Title : Decoding human neural progenitor fate commitment with deep learning: A single-cell transcriptomic framework for predicting developmental cell-state transitions
Abstract:
Focal Cortical Dysplasia (FCD) causes epilepsy in 4 million newborns yearly. Treatments are surgical removal of malformed brain tissue, which fails for 40% of patients and causes permanent cognitive defects. FCD arises when neural progenitor cells (NPCs) commit to regional brain identities at incorrect embryonic developmental time points. However, this commitment in humans has never been precisely identified, preventing implementation of regenerative therapies. This project aimed to identify the precise time point at which NPC fate commitment occurs to guide regenerative therapy for FCD. Using single-cell RNA sequencing from 52,183 human brain organoid cells across two independent datasets during organoid development, I calculated fate-bias scores (rostral gene markers - caudal gene markers) to track forebrain and hindbrain regions. Interquartile-range-based heterogeneity analysis showed a fall in transcriptional variability in correspondence with the commitment threshold. Commitment occurred 18±2 days of brain development across all datasets, marking it the first measurement of this threshold in humans. Cells showed reduced plasticity and became irreversibly committed to their regional fate after this timepoint.
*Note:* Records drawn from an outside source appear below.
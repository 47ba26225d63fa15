use axum::{
    extract::rejection::JsonRejection,
    http::StatusCode,
    response::{IntoResponse, Response},
    Json,
};
use serde::Serialize;
use serde_json::json;
use utoipa::ToSchema;

/// Business failures. Every variant is delivered inside an HTTP 200 envelope.
#[derive(Debug, Clone, Copy, PartialEq, Eq, thiserror::Error)]
pub enum ApiError {
    #[error("Source error: CORS policy has blocked the requested resource.")]
    Cors,
    #[error("A valid authentication token is required to access this resource.")]
    TokenNotExist,
    #[error("The authentication token has expired.")]
    TokenExpired,
    #[error("The authentication token or url is invalid. Please check the token or url and try again.")]
    TokenInvalid,
    #[error("An error occurred while interacting with the Google API. Please try again later.")]
    GoogleApi,
    #[error("The email address does not exist.")]
    EmailNotFound,
    #[error("The provided email address is either unregistered or awaiting verification. Please check your registration or verification status.")]
    EmailNotVerified,
    #[error("No further action is required. The email address is already verified.")]
    EmailAlreadyVerified,
    #[error("User not found.")]
    UserNotFound,
    #[error("To continue, please provide your username and password.")]
    EmailOrPasswordRequired,
    #[error("The user already exists.")]
    UserAlreadyExists,
    #[error("The email or password is incorrect.")]
    InvalidCredentials,
    #[error("The email address format is invalid.")]
    InvalidEmailFormat,
    #[error("Password must be at least 8 characters long and contain at least one digit, one special character, one lowercase letter, and one uppercase letter.")]
    WeakPassword,
    #[error("The new password cannot be the same as the old password.")]
    TwoPasswordSame,
    #[error("The old password is incorrect.")]
    OldPasswordIncorrect,
    #[error("There is nothing to change.")]
    NothingToChange,
    #[error("You are Google users, you cannot change your password.")]
    GoogleUserCannotChangePassword,
    #[error("Oops! Something went wrong. Please try again later.")]
    OperationFailed,
}

impl ApiError {
    pub fn status(&self) -> i32 {
        match self {
            ApiError::Cors => 400,
            ApiError::TokenNotExist | ApiError::TokenExpired => 401,
            ApiError::TokenInvalid => 402,
            ApiError::GoogleApi => 403,
            ApiError::EmailNotFound => 404,
            ApiError::EmailNotVerified => 405,
            ApiError::EmailAlreadyVerified => 406,
            ApiError::UserNotFound => 301,
            ApiError::EmailOrPasswordRequired => 302,
            ApiError::UserAlreadyExists => 303,
            ApiError::InvalidCredentials => 304,
            ApiError::InvalidEmailFormat => 305,
            ApiError::WeakPassword => 306,
            ApiError::TwoPasswordSame => 404,
            ApiError::OldPasswordIncorrect => 405,
            ApiError::NothingToChange => 406,
            ApiError::GoogleUserCannotChangePassword => 407,
            ApiError::OperationFailed => 500,
        }
    }
}

impl IntoResponse for ApiError {
    fn into_response(self) -> Response {
        Envelope::<()>::failure(self, None).into_response()
    }
}

/// Status-0 outcomes and their messages.
#[derive(Debug, Clone, Copy, PartialEq, Eq)]
pub enum Success {
    EmailResend,
    EmailVerified,
    Signin,
    Signout,
    Signup,
    ModifyPassword,
    ProfileUpdate,
    Operation,
}

impl Success {
    pub fn message(&self) -> &'static str {
        match self {
            Success::EmailResend => "Verification email sent successfully.",
            Success::EmailVerified => "Thank you! Your email has been verified successfully.",
            Success::Signin => "Welcome! You have successfully logged in.",
            Success::Signout => "User logged out successfully.",
            Success::Signup => "Congratulations! You have successfully registered.",
            Success::ModifyPassword => "Great! Your password has been updated successfully.",
            Success::ProfileUpdate => "Great! Your profile has been updated successfully.",
            Success::Operation => "Great! Your operation was successfully completed.",
        }
    }
}

/// `{status, message, data}` body shared by every business response.
#[derive(Debug, Serialize)]
pub struct Envelope<T> {
    pub status: i32,
    pub message: String,
    pub data: Option<T>,
}

impl<T> Envelope<T> {
    pub fn success(kind: Success, data: Option<T>) -> Self {
        Self {
            status: 0,
            message: kind.message().to_string(),
            data,
        }
    }

    pub fn failure(err: ApiError, data: Option<T>) -> Self {
        Self {
            status: err.status(),
            message: err.to_string(),
            data,
        }
    }
}

impl<T: Serialize> IntoResponse for Envelope<T> {
    fn into_response(self) -> Response {
        (StatusCode::OK, Json(self)).into_response()
    }
}

/// Envelope shape as published in the OpenAPI document.
#[derive(Debug, Serialize, ToSchema)]
pub struct EnvelopeSchema {
    /// 0 for success, an application error code otherwise.
    pub status: i32,
    pub message: String,
    #[schema(value_type = Option<Object>)]
    pub data: Option<serde_json::Value>,
}

/// Transport-level authentication failures: HTTP 401 with a bare `{message}`.
#[derive(Debug, Clone, Copy, PartialEq, Eq, thiserror::Error)]
pub enum AuthRejection {
    #[error("Unauthorized")]
    Unauthorized,
    #[error("Token expired")]
    TokenExpired,
    #[error("Invalid token")]
    InvalidToken,
}

impl IntoResponse for AuthRejection {
    fn into_response(self) -> Response {
        (
            StatusCode::UNAUTHORIZED,
            Json(json!({ "message": self.to_string() })),
        )
            .into_response()
    }
}

/// Logs an unexpected failure and collapses it into `OperationFailed`.
pub fn operation_failed<E: std::fmt::Display>(e: E) -> ApiError {
    tracing::error!(error = %e, "operation failed");
    ApiError::OperationFailed
}

/// Unwraps a JSON body, turning a missing content type or a malformed body
/// into `fallback` so the caller still gets an envelope.
pub fn body_or<T>(payload: Result<Json<T>, JsonRejection>, fallback: ApiError) -> Result<T, ApiError> {
    payload.map(|Json(body)| body).map_err(|rejection| {
        tracing::warn!(error = %rejection, "request body rejected");
        fallback
    })
}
A gradient boosting machine learning model achieved 93% accuracy in predicting if cells would commit at normal timing using Day 10-14 gene expression profiles. Defining this enabled ML prediction from Days 10-14, flagging abnormal commitment batches for early chemical intervention while cells were still plastic. This work identified the first quantitative time-point of neural commitment in human development, the intervention window before cells irreversibly lock into rostro-caudal fates. Enabling the manufacturing of regenerative cortical tissue that eliminates seizures while preserving cognitive function.